Computer modelling, which calculates polonium's very fast decay, found that these levels "are compatible with a lethal ingestion of several GBq," or several billion becquerels, in 2004, they said.

In addition, says the report, Arafat's clinical symptoms "could not rule out" polonium poisoning.

These include nausea, vomiting, fatigue and abdominal pain.

"Since ingested polonium 210 is eliminated partly through faeces, the gastro-intestinal syndrome, associated with multiple organ failure, could be a predominant cause of death," the authors suggest.

They acknowledge, though, that Arafat showed no hair loss or decline in bone marrow activity—symptoms that typically occur in .

The team regret that no post-mortem investigation was carried out after Arafat's death.

"An autopsy would have been useful in this case because although potential polonium poisoning might not have been identified during that procedure, body samples could have been kept and tested afterwards."

On July 3 2012, one of the authors, Francois Bochud, who is head of the Institute of Radiation Physics, told Al-Jazeera that the team "did find some significant polonium" in Arafat's belongings.

"If (Suha Arafat) really wants to know what happened to her husband (we need) to find a sample—I mean an exhumation—should provide with a sample that should have a very high quantity of polonium if he was poisoned," he told the Mideast TV news channel.

Beatrice Schaad, head of communications at the Vaudois University Hospital Centre (CHUV) which is in charge of the institute, said the case report was the "scientific version" of what was given to the media.
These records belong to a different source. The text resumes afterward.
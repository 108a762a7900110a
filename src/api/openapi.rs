//! OpenAPI documentation

use axum::Router;
use utoipa::{
    openapi::security::{HttpAuthScheme, HttpBuilder, SecurityScheme},
    Modify, OpenApi,
};
use utoipa_swagger_ui::SwaggerUi;

use crate::api::{admin, catalog, events, functions, health};

#[derive(OpenApi)]
#[openapi(
    info(
        title = "Book Hive API",
        version = "0.3.0",
        description = "School library lending service REST API"
    ),
    servers(
        (url = "/api/v1", description = "API v1")
    ),
    paths(
        // Health
        health::health_check,
        health::readiness_check,
        // Functions
        functions::admin_check_password,
        functions::admin_manage_book,
        functions::admin_manage_copy,
        functions::process_borrow_request,
        functions::admin_manage_loan,
        functions::bulk_import_books,
        functions::daily_overdue_check,
        functions::send_email,
        // Catalog
        catalog::list_books,
        catalog::get_book,
        catalog::list_categories,
        catalog::list_levels,
        catalog::submit_borrow_request,
        // Admin
        admin::list_borrow_requests,
        admin::get_borrow_request,
        admin::update_request_notes,
        admin::list_loans,
        admin::get_loan,
        admin::list_notifications,
        admin::list_overdue_loans,
        admin::list_activity,
        admin::get_stats,
        admin::logout,
        // Events
        events::stream_events,
    ),
    components(
        schemas(
            // Functions
            functions::CheckPasswordRequest,
            functions::CheckPasswordResponse,
            functions::BookAction,
            functions::ManageBookRequest,
            functions::ManageBookResponse,
            functions::ManageCopyRequest,
            functions::ManageCopyResponse,
            functions::ProcessBorrowRequest,
            functions::ProcessBorrowResponse,
            functions::ManageLoanRequest,
            functions::ManageLoanResponse,
            functions::BulkImportRequest,
            functions::BulkImportResponse,
            functions::OverdueCheckResponse,
            functions::SendEmailRequest,
            functions::SendEmailResponse,
            crate::services::catalog::ImportResult,
            crate::services::loans::SweepReport,
            // Books and copies
            crate::models::book::Book,
            crate::models::book::BookData,
            crate::models::book::BookSummary,
            crate::models::book::BookDetails,
            crate::models::book::BookAvailability,
            crate::models::book::Category,
            crate::models::book::Level,
            crate::models::copy::BookCopy,
            crate::models::copy::CopyStatus,
            // Borrow requests
            crate::models::borrow_request::BorrowRequest,
            crate::models::borrow_request::CreateBorrowRequest,
            crate::models::borrow_request::RequestedItem,
            crate::models::borrow_request::RequestStatus,
            crate::models::borrow_request::RequestAction,
            crate::models::borrow_request::Affiliation,
            crate::models::borrow_request::ItemFulfillment,
            crate::models::borrow_request::FulfillmentStatus,
            // Loans
            crate::models::loan::Loan,
            crate::models::loan::LoanDetails,
            crate::models::loan::OverdueLoan,
            crate::models::loan::LoanStatus,
            crate::models::loan::LoanAction,
            // Admin
            admin::UpdateNotesRequest,
            admin::LogoutResponse,
            crate::models::activity::ActivityEntry,
            crate::models::notification::QueuedNotification,
            crate::models::notification::NotificationStatus,
            crate::services::stats::DashboardStats,
            // Events
            crate::services::changes::ChangeEvent,
            crate::services::changes::EntityKind,
            crate::services::changes::ChangeAction,
            // Health
            health::HealthResponse,
            // Errors
            crate::error::ErrorResponse,
        )
    ),
    modifiers(&SecurityAddon),
    tags(
        (name = "health", description = "Health check endpoints"),
        (name = "functions", description = "Administrative workflows and scheduled jobs"),
        (name = "catalog", description = "Public catalog and borrow request submission"),
        (name = "admin", description = "Administrator read access"),
        (name = "events", description = "Change feed")
    )
)]
pub struct ApiDoc;

struct SecurityAddon;

impl Modify for SecurityAddon {
    fn modify(&self, openapi: &mut utoipa::openapi::OpenApi) {
        if let Some(components) = openapi.components.as_mut() {
            components.add_security_scheme(
                "bearer_auth",
                SecurityScheme::Http(
                    HttpBuilder::new()
                        .scheme(HttpAuthScheme::Bearer)
                        .bearer_format("JWT")
                        .build(),
                ),
            );
        }
    }
}

/// Create the OpenAPI documentation router
pub fn create_openapi_router() -> Router {
    Router::new()
        .merge(SwaggerUi::new("/swagger-ui").url("/api-docs/openapi.json", ApiDoc::openapi()))
}
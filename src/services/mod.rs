//! Business logic services

pub mod auth;
pub mod borrow_requests;
pub mod catalog;
pub mod changes;
pub mod email;
pub mod loans;
pub mod notifications;
pub mod redis;
pub mod stats;

use crate::{config::AppConfig, error::AppResult, models::activity::ActivityQuery, repository::Repository};

/// Container for all services
#[derive(Clone)]
pub struct Services {
    pub auth: auth::AuthService,
    pub catalog: catalog::CatalogService,
    pub borrow_requests: borrow_requests::BorrowRequestService,
    pub loans: loans::LoansService,
    pub notifications: notifications::NotificationService,
    pub stats: stats::StatsService,
    pub changes: changes::ChangeFeed,
    pub redis: redis::RedisService,
    repository: Repository,
}

impl Services {
    /// Create all services with the given repository
    pub fn new(repository: Repository, config: &AppConfig, redis_service: redis::RedisService) -> Self {
        let changes = changes::ChangeFeed::new();
        let email = email::EmailService::new(config.email.clone());
        let notifications =
            notifications::NotificationService::new(repository.clone(), email, &config.email);

        Self {
            auth: auth::AuthService::new(repository.clone(), config.auth.clone(), redis_service.clone()),
            catalog: catalog::CatalogService::new(repository.clone(), changes.clone(), config.import.clone()),
            borrow_requests: borrow_requests::BorrowRequestService::new(
                repository.clone(),
                changes.clone(),
                notifications.clone(),
            ),
            loans: loans::LoansService::new(
                repository.clone(),
                changes.clone(),
                notifications.clone(),
                &config.fees,
                &config.loans,
            ),
            notifications,
            stats: stats::StatsService::new(repository.clone()),
            changes,
            redis: redis_service,
            repository,
        }
    }

    /// Audit trail, newest first
    pub async fn activity(
        &self,
        query: &ActivityQuery,
    ) -> AppResult<(Vec<crate::models::ActivityEntry>, i64)> {
        self.repository.activity.list(query).await
    }

    /// Database round-trip for readiness checks
    pub async fn ping_database(&self) -> AppResult<()> {
        self.repository.ping().await
    }
}
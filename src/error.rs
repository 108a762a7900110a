//! Error types for Book Hive server

use axum::{
    http::StatusCode,
    response::{IntoResponse, Response},
    Json,
};
use serde::Serialize;
use thiserror::Error;

/// Stable error codes returned to API clients
#[derive(Debug, Clone, Copy, PartialEq, Eq, Serialize, utoipa::ToSchema)]
#[serde(rename_all = "snake_case")]
pub enum ErrorCode {
    Failure,
    NotAuthorized,
    Forbidden,
    DbFailure,
    NotFound,
    BadValue,
    InvalidState,
    RuleViolation,
}

/// Main application error type
#[derive(Error, Debug)]
pub enum AppError {
    #[error("Authentication failed: {0}")]
    Authentication(String),

    #[error("Authorization failed: {0}")]
    Authorization(String),

    #[error("Not found: {0}")]
    NotFound(String),

    #[error("Validation error: {0}")]
    Validation(String),

    #[error("Database error: {0}")]
    Database(#[from] sqlx::Error),

    #[error("Conflict: {0}")]
    Conflict(String),

    #[error("Bad request: {0}")]
    BadRequest(String),

    #[error("Internal server error: {0}")]
    Internal(String),

    #[error("Business rule violation: {0}")]
    BusinessRule(String),
}

impl From<validator::ValidationErrors> for AppError {
    fn from(errors: validator::ValidationErrors) -> Self {
        AppError::Validation(errors.to_string())
    }
}

/// Error response body
#[derive(Serialize, utoipa::ToSchema)]
pub struct ErrorResponse {
    /// Always false
    pub success: bool,
    pub code: ErrorCode,
    pub error: String,
}

impl AppError {
    fn parts(&self) -> (StatusCode, ErrorCode, String) {
        match self {
            AppError::Authentication(msg) => {
                (StatusCode::UNAUTHORIZED, ErrorCode::NotAuthorized, msg.clone())
            }
            AppError::Authorization(msg) => {
                (StatusCode::FORBIDDEN, ErrorCode::Forbidden, msg.clone())
            }
            AppError::NotFound(msg) => (StatusCode::NOT_FOUND, ErrorCode::NotFound, msg.clone()),
            AppError::Validation(msg) | AppError::BadRequest(msg) => {
                (StatusCode::BAD_REQUEST, ErrorCode::BadValue, msg.clone())
            }
            AppError::Database(e) => {
                tracing::error!("Database error: {:?}", e);
                (
                    StatusCode::INTERNAL_SERVER_ERROR,
                    ErrorCode::DbFailure,
                    "Database error".to_string(),
                )
            }
            AppError::Conflict(msg) => (StatusCode::CONFLICT, ErrorCode::InvalidState, msg.clone()),
            AppError::Internal(msg) => {
                tracing::error!("Internal error: {}", msg);
                (
                    StatusCode::INTERNAL_SERVER_ERROR,
                    ErrorCode::Failure,
                    "Internal server error".to_string(),
                )
            }
            AppError::BusinessRule(msg) => (
                StatusCode::UNPROCESSABLE_ENTITY,
                ErrorCode::RuleViolation,
                msg.clone(),
            ),
        }
    }
}

impl IntoResponse for AppError {
    fn into_response(self) -> Response {
        let (status, code, error) = self.parts();

        let body = Json(ErrorResponse {
            success: false,
            code,
            error,
        });

        (status, body).into_response()
    }
}

/// Result type alias for application operations
pub type AppResult<T> = Result<T, AppError>;

#[cfg(test)]
mod tests {
    use super::*;

    #[test]
    fn test_not_found_maps_to_404() {
        let (status, code, msg) = AppError::NotFound("Loan 1 not found".into()).parts();
        assert_eq!(status, StatusCode::NOT_FOUND);
        assert_eq!(code, ErrorCode::NotFound);
        assert_eq!(msg, "Loan 1 not found");
    }

    #[test]
    fn test_database_error_is_sanitized() {
        let (status, code, msg) = AppError::Database(sqlx::Error::RowNotFound).parts();
        assert_eq!(status, StatusCode::INTERNAL_SERVER_ERROR);
        assert_eq!(code, ErrorCode::DbFailure);
        assert_eq!(msg, "Database error");
    }

    #[test]
    fn test_internal_error_hides_details() {
        let (_, _, msg) = AppError::Internal("smtp password rejected".into()).parts();
        assert_eq!(msg, "Internal server error");
    }

    #[test]
    fn test_state_errors() {
        assert_eq!(AppError::Conflict("x".into()).parts().0, StatusCode::CONFLICT);
        assert_eq!(
            AppError::BusinessRule("x".into()).parts().0,
            StatusCode::UNPROCESSABLE_ENTITY
        );
        assert_eq!(AppError::Authentication("x".into()).parts().0, StatusCode::UNAUTHORIZED);
    }
}
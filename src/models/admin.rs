//! Administrator session token

use chrono::Utc;
use jsonwebtoken::{decode, encode, DecodingKey, EncodingKey, Header, Validation};
use serde::{Deserialize, Serialize};
use sha2::{Digest, Sha256};
use uuid::Uuid;

/// Key of the admin password hash in `admin_secrets`
pub const ADMIN_PASSWORD_KEY: &str = "admin_password";

/// Claims of a signed admin session token
#[derive(Debug, Clone, PartialEq, Eq, Serialize, Deserialize)]
pub struct AdminClaims {
    pub sub: String,
    /// Token id, used for revocation on logout
    pub jti: String,
    pub exp: i64,
    pub iat: i64,
}

impl AdminClaims {
    pub fn new(sub: impl Into<String>, ttl_hours: u64) -> Self {
        let now = Utc::now().timestamp();
        Self {
            sub: sub.into(),
            jti: Uuid::new_v4().to_string(),
            exp: now + (ttl_hours as i64 * 3600),
            iat: now,
        }
    }

    /// Create a new JWT token
    pub fn create_token(&self, secret: &str) -> Result<String, jsonwebtoken::errors::Error> {
        encode(
            &Header::default(),
            self,
            &EncodingKey::from_secret(secret.as_bytes()),
        )
    }

    /// Parse and verify a JWT token (signature and expiry)
    pub fn from_token(token: &str, secret: &str) -> Result<Self, jsonwebtoken::errors::Error> {
        let token_data = decode::<Self>(
            token,
            &DecodingKey::from_secret(secret.as_bytes()),
            &Validation::default(),
        )?;
        Ok(token_data.claims)
    }

    /// Seconds left before expiry, never negative
    pub fn remaining_seconds(&self) -> u64 {
        (self.exp - Utc::now().timestamp()).max(0) as u64
    }
}

/// Short SHA-256 fingerprint of a token, safe to write to the audit log
pub fn token_fingerprint(token: &str) -> String {
    let digest = Sha256::digest(token.as_bytes());
    hex::encode(&digest[..8])
}

#[cfg(test)]
mod tests {
    use super::*;

    const SECRET: &str = "test-secret";

    #[test]
    fn test_token_round_trip() {
        let claims = AdminClaims::new("admin", 8);
        let token = claims.create_token(SECRET).unwrap();
        let parsed = AdminClaims::from_token(&token, SECRET).unwrap();
        assert_eq!(parsed, claims);
        assert!(parsed.remaining_seconds() > 7 * 3600);
    }

    #[test]
    fn test_token_with_wrong_secret_is_rejected() {
        let token = AdminClaims::new("admin", 8).create_token(SECRET).unwrap();
        assert!(AdminClaims::from_token(&token, "other-secret").is_err());
    }

    #[test]
    fn test_expired_token_is_rejected() {
        let mut claims = AdminClaims::new("admin", 8);
        claims.iat -= 10 * 3600;
        claims.exp = Utc::now().timestamp() - 3600;
        let token = claims.create_token(SECRET).unwrap();
        assert!(AdminClaims::from_token(&token, SECRET).is_err());
    }

    #[test]
    fn test_opaque_string_is_rejected() {
        assert!(AdminClaims::from_token("admin_1700000000_abc123", SECRET).is_err());
    }

    #[test]
    fn test_fingerprint_is_stable_and_short() {
        let fp = token_fingerprint("abc");
        assert_eq!(fp.len(), 16);
        assert_eq!(fp, token_fingerprint("abc"));
        assert_ne!(fp, token_fingerprint("abd"));
    }
}
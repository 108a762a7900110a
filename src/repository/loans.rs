//! Loans repository for database operations

use chrono::NaiveDate;
use serde_json::json;
use sqlx::{PgConnection, Pool, Postgres, QueryBuilder};
use uuid::Uuid;

use crate::{
    error::{AppError, AppResult},
    models::{
        activity::{NewActivity, RequestMeta, SYSTEM_ACTOR},
        borrow_request::BorrowRequest,
        copy::CopyStatus,
        loan::{
            days_overdue, renewed_due_date, FeePolicy, Loan, LoanDetails, LoanQuery, LoanStatus,
            OverdueAssessment,
        },
        notification::EmailMessage,
    },
};

use super::{activity, copies, notifications, paginate};

const DETAILS_SELECT: &str = r#"
    SELECT l.*, c.barcode, b.id AS book_id, b.title AS book_title, b.authors AS book_authors
    FROM loans l
    LEFT JOIN copies c ON c.id = l.copy_id
    LEFT JOIN books b ON b.id = c.book_id
    WHERE TRUE"#;

#[derive(Clone)]
pub struct LoansRepository {
    pool: Pool<Postgres>,
}

/// Issue a loan of `copy_id` to the requester of `request`
pub async fn insert_for_request(
    conn: &mut PgConnection,
    request: &BorrowRequest,
    copy_id: Uuid,
    issued: NaiveDate,
    due: NaiveDate,
    actor: &str,
) -> AppResult<Loan> {
    let loan = sqlx::query_as::<_, Loan>(
        r#"
        INSERT INTO loans (borrow_request_id, copy_id, borrower_name, borrower_email, borrower_phone,
                           issued_date, due_date, loan_duration_days, status, issued_by, notes)
        VALUES ($1, $2, $3, $4, $5, $6, $7, $8, $9, $10, $11)
        RETURNING *
        "#,
    )
    .bind(request.id)
    .bind(copy_id)
    .bind(&request.requester_name)
    .bind(&request.email)
    .bind(&request.phone)
    .bind(issued)
    .bind(due)
    .bind(request.desired_duration_days)
    .bind(LoanStatus::Active)
    .bind(actor)
    .bind(&request.purpose)
    .fetch_one(conn)
    .await?;
    Ok(loan)
}

async fn lock_loan(conn: &mut PgConnection, id: Uuid) -> AppResult<Loan> {
    sqlx::query_as::<_, Loan>("SELECT * FROM loans WHERE id = $1 FOR UPDATE")
        .bind(id)
        .fetch_optional(conn)
        .await?
        .ok_or_else(|| AppError::NotFound(format!("Loan with id {} not found", id)))
}

impl LoansRepository {
    pub fn new(pool: Pool<Postgres>) -> Self {
        Self { pool }
    }

    /// Get loan by ID
    pub async fn get_by_id(&self, id: Uuid) -> AppResult<Loan> {
        sqlx::query_as::<_, Loan>("SELECT * FROM loans WHERE id = $1")
            .bind(id)
            .fetch_optional(&self.pool)
            .await?
            .ok_or_else(|| AppError::NotFound(format!("Loan with id {} not found", id)))
    }

    /// Get loan by ID with its copy and book
    pub async fn get_details(&self, id: Uuid) -> AppResult<LoanDetails> {
        let mut builder = QueryBuilder::<Postgres>::new(DETAILS_SELECT);
        builder.push(" AND l.id = ").push_bind(id);
        builder
            .build_query_as::<LoanDetails>()
            .fetch_optional(&self.pool)
            .await?
            .ok_or_else(|| AppError::NotFound(format!("Loan with id {} not found", id)))
    }

    /// List loans, most recently issued first
    pub async fn list(&self, query: &LoanQuery) -> AppResult<(Vec<LoanDetails>, i64)> {
        let (limit, offset) = paginate(query.page, query.per_page, 20);

        let mut count = QueryBuilder::<Postgres>::new("SELECT COUNT(*) FROM loans l WHERE TRUE");
        push_filters(&mut count, query);
        let total: i64 = count.build_query_scalar().fetch_one(&self.pool).await?;

        let mut select = QueryBuilder::<Postgres>::new(DETAILS_SELECT);
        push_filters(&mut select, query);
        select
            .push(" ORDER BY l.issued_date DESC, l.created_at DESC LIMIT ")
            .push_bind(limit)
            .push(" OFFSET ")
            .push_bind(offset);

        let loans = select
            .build_query_as::<LoanDetails>()
            .fetch_all(&self.pool)
            .await?;

        Ok((loans, total))
    }

    /// Open loans whose due date is before `today`, oldest due first
    pub async fn past_due(&self, today: NaiveDate) -> AppResult<Vec<LoanDetails>> {
        let mut builder = QueryBuilder::<Postgres>::new(DETAILS_SELECT);
        builder
            .push(" AND l.status IN ('active', 'overdue') AND l.due_date < ")
            .push_bind(today)
            .push(" ORDER BY l.due_date, l.id");

        let loans = builder
            .build_query_as::<LoanDetails>()
            .fetch_all(&self.pool)
            .await?;
        Ok(loans)
    }

    /// Past-due loans not yet assessed on `today`
    pub async fn sweep_candidates(&self, today: NaiveDate) -> AppResult<Vec<LoanDetails>> {
        let mut builder = QueryBuilder::<Postgres>::new(DETAILS_SELECT);
        builder
            .push(" AND l.status IN ('active', 'overdue') AND l.due_date < ")
            .push_bind(today)
            .push(" AND l.fee_assessed_on IS DISTINCT FROM ")
            .push_bind(today)
            .push(" ORDER BY l.due_date, l.id");

        let loans = builder
            .build_query_as::<LoanDetails>()
            .fetch_all(&self.pool)
            .await?;
        Ok(loans)
    }

    /// Return a loan: close it, settle the final fee and free the copy
    pub async fn return_loan(
        &self,
        id: Uuid,
        actor: &str,
        today: NaiveDate,
        policy: &FeePolicy,
        meta: &RequestMeta,
    ) -> AppResult<Loan> {
        let mut tx = self.pool.begin().await?;

        let loan = lock_loan(&mut tx, id).await?;
        if !loan.status.is_open() {
            return Err(AppError::Conflict("Loan has already been returned".to_string()));
        }

        let overdue_days = days_overdue(loan.due_date, today);
        let final_fee = if overdue_days > 0 {
            policy.fee_for(overdue_days)
        } else {
            loan.late_fee
        };

        let returned = sqlx::query_as::<_, Loan>(
            r#"
            UPDATE loans SET
                status = $1, returned_date = $2, returned_to = $3, late_fee = $4,
                fee_assessed_on = $2, updated_at = NOW()
            WHERE id = $5
            RETURNING *
            "#,
        )
        .bind(LoanStatus::Returned)
        .bind(today)
        .bind(actor)
        .bind(final_fee)
        .bind(id)
        .fetch_one(&mut *tx)
        .await?;

        if let Some(copy_id) = returned.copy_id {
            copies::set_status(&mut tx, copy_id, CopyStatus::Available).await?;
        }

        let entry = NewActivity::new(
            actor,
            "book_returned",
            json!({
                "loan_id": id,
                "copy_id": returned.copy_id,
                "borrower": returned.borrower_name,
                "days_overdue": overdue_days,
                "late_fee": final_fee,
            }),
        )
        .entity("loan", id)
        .meta(meta);
        activity::insert(&mut tx, &entry).await?;

        tx.commit().await?;

        Ok(returned)
    }

    /// Renew an active loan by its original loan period
    pub async fn renew(
        &self,
        id: Uuid,
        actor: &str,
        max_renewals: Option<i32>,
        meta: &RequestMeta,
    ) -> AppResult<Loan> {
        let mut tx = self.pool.begin().await?;

        let loan = lock_loan(&mut tx, id).await?;
        match loan.status {
            LoanStatus::Active => {}
            LoanStatus::Overdue => {
                return Err(AppError::BusinessRule(
                    "Overdue loans cannot be renewed; return the book first".to_string(),
                ))
            }
            LoanStatus::Returned => {
                return Err(AppError::Conflict("Loan has already been returned".to_string()))
            }
        }

        if let Some(max) = max_renewals {
            if loan.renewal_count >= max {
                return Err(AppError::BusinessRule(format!(
                    "Maximum renewals reached ({}/{})",
                    loan.renewal_count, max
                )));
            }
        }

        let new_due = renewed_due_date(loan.due_date, loan.loan_duration_days);

        let renewed = sqlx::query_as::<_, Loan>(
            r#"
            UPDATE loans SET due_date = $1, renewal_count = renewal_count + 1, updated_at = NOW()
            WHERE id = $2
            RETURNING *
            "#,
        )
        .bind(new_due)
        .bind(id)
        .fetch_one(&mut *tx)
        .await?;

        let entry = NewActivity::new(
            actor,
            "loan_renewed",
            json!({
                "loan_id": id,
                "previous_due_date": loan.due_date,
                "new_due_date": new_due,
                "renewal_count": renewed.renewal_count,
            }),
        )
        .entity("loan", id)
        .meta(meta);
        activity::insert(&mut tx, &entry).await?;

        tx.commit().await?;

        Ok(renewed)
    }

    /// Mark one past-due loan overdue and set its fee for `today`.
    ///
    /// Returns `None` when the loan was closed or already assessed today by
    /// a concurrent run. `notice` builds the overdue email, queued only when
    /// the assessment calls for one.
    pub async fn assess_overdue<F>(
        &self,
        id: Uuid,
        today: NaiveDate,
        policy: &FeePolicy,
        notice: F,
    ) -> AppResult<Option<OverdueAssessment>>
    where
        F: FnOnce(&OverdueAssessment) -> EmailMessage,
    {
        let mut tx = self.pool.begin().await?;

        let loan = lock_loan(&mut tx, id).await?;
        if !loan.status.is_open() || loan.fee_assessed_on == Some(today) || loan.due_date >= today {
            return Ok(None);
        }

        let overdue_days = days_overdue(loan.due_date, today);
        let fee = policy.fee_for(overdue_days);

        let updated = sqlx::query_as::<_, Loan>(
            r#"
            UPDATE loans SET status = $1, late_fee = $2, fee_assessed_on = $3, updated_at = NOW()
            WHERE id = $4 AND fee_assessed_on IS DISTINCT FROM $3
            RETURNING *
            "#,
        )
        .bind(LoanStatus::Overdue)
        .bind(fee)
        .bind(today)
        .bind(id)
        .fetch_optional(&mut *tx)
        .await?;

        let Some(updated) = updated else {
            return Ok(None);
        };

        let assessment = OverdueAssessment {
            loan: updated,
            days_overdue: overdue_days,
            previous_status: loan.status,
            previous_fee: loan.late_fee,
        };

        let queued = if assessment.needs_notice() {
            let message = notice(&assessment);
            Some(
                notifications::enqueue(&mut tx, &message, json!({ "loan_id": id, "kind": "overdue" }))
                    .await?,
            )
        } else {
            None
        };

        let entry = NewActivity::new(
            SYSTEM_ACTOR,
            "loan_marked_overdue",
            json!({
                "loan_id": id,
                "borrower": assessment.loan.borrower_name,
                "days_overdue": overdue_days,
                "late_fee": assessment.loan.late_fee,
                "previous_fee": assessment.previous_fee,
                "notification_id": queued,
            }),
        )
        .entity("loan", id);
        activity::insert(&mut tx, &entry).await?;

        tx.commit().await?;

        Ok(Some(assessment))
    }
}

fn push_filters(builder: &mut QueryBuilder<'_, Postgres>, query: &LoanQuery) {
    if let Some(status) = query.status {
        builder.push(" AND l.status = ").push_bind(status);
    }
    if let Some(ref borrower) = query.borrower {
        let pattern = format!("%{}%", borrower.trim());
        builder
            .push(" AND (l.borrower_name ILIKE ")
            .push_bind(pattern.clone())
            .push(" OR l.borrower_email ILIKE ")
            .push_bind(pattern)
            .push(")");
    }
}
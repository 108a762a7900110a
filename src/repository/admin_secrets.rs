//! Administrator secrets (password hashes)

use sqlx::{Pool, Postgres};

use crate::error::AppResult;

#[derive(Clone)]
pub struct AdminSecretsRepository {
    pool: Pool<Postgres>,
}

impl AdminSecretsRepository {
    pub fn new(pool: Pool<Postgres>) -> Self {
        Self { pool }
    }

    /// Get the stored hash for a key
    pub async fn get_hash(&self, key: &str) -> AppResult<Option<String>> {
        let hash = sqlx::query_scalar::<_, String>("SELECT value_hash FROM admin_secrets WHERE key = $1")
            .bind(key)
            .fetch_optional(&self.pool)
            .await?;
        Ok(hash)
    }

    /// Store a hash unless the key is already provisioned. Returns true when inserted.
    pub async fn insert_if_absent(&self, key: &str, value_hash: &str) -> AppResult<bool> {
        let result = sqlx::query(
            r#"
            INSERT INTO admin_secrets (key, value_hash)
            VALUES ($1, $2)
            ON CONFLICT (key) DO NOTHING
            "#,
        )
        .bind(key)
        .bind(value_hash)
        .execute(&self.pool)
        .await?;
        Ok(result.rows_affected() > 0)
    }
}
"There is nothing new compared with what was said" in 2012, she told AFP. "There is still no conclusion that he was poisoned."

Polonium, a highly radioactive material

Polonium, the poison scientists suspect may be the cause of Palestinian leader Yasser Arafat's death in 2004, is a highly radioactive material rarely found outside military and scientific circles.

Swiss radiation experts have confirmed they found traces of polonium on clothing used by Arafat which "support the possibility" the veteran Palestinian leader was poisoned.

Arafat died in France on November 11 2004 at the age of 75, but doctors were unable to specify the cause of death. No autopsy was carried out at the time, in line with his widow's request.

His remains were exhumed in November 2012 and samples taken, partly to investigate whether he had been poisoned—a suspicion that grew after the assassination of Russian ex-spy and Kremlin critic Alexander Litvinenko in 2006.

That investigation is ongoing, conducted separately by teams in France, Switzerland and Russia.

Also known as Radium F, it is a rare but naturally occurring metalloid found in uranium ores that emits highly hazardous alpha, or positively charged, particles.

Before being cited in connection with Arafat's death, the substance had been named in the case of Litvinenko, a former Russian spy and dissident who died in a London hospital in 2006 showing symptoms of polonium poisoning.

Small doses of polonium 210 exist in the soil and atmosphere, and even in the human body, but in high doses it is highly toxic if it is ingested or inhaled, and can damage the body's tissues and organs.

It is one of the rarest natural elements: in 10 grams of uranium there is a maximum of a billionth of a gram of polonium.

The substance has been used industrially for its alpha radiation in research and medicine, and as a heating source for space components, but in those forms it is not conducive to easy poisoning.

Small doses are also found in tobacco, derived from the soil and phosphate fertilizers used on tobacco plants.

Polonium was discovered by Marie and Pierre Curie in 1898 while they were doing research in France on the cause of radioactivity in the mineral pitchblende, the chief ore-mineral source of uranium.

Marie Curie named the material after her homeland of Poland, which at the time was under Russian, Prussian and Austrian control and not recognised as an independent country.

For their discovery of polonium, radium and their work on radioactivity, the Curies won the 1903 Nobel Prize in Physics, which they shared with Antoine Becquerel of France.

Like many other pioneering researchers in the field of radioactivity, Marie Curie died in 1934 at the age 67 of leukaemia, brought on by her handling of radioactive materials.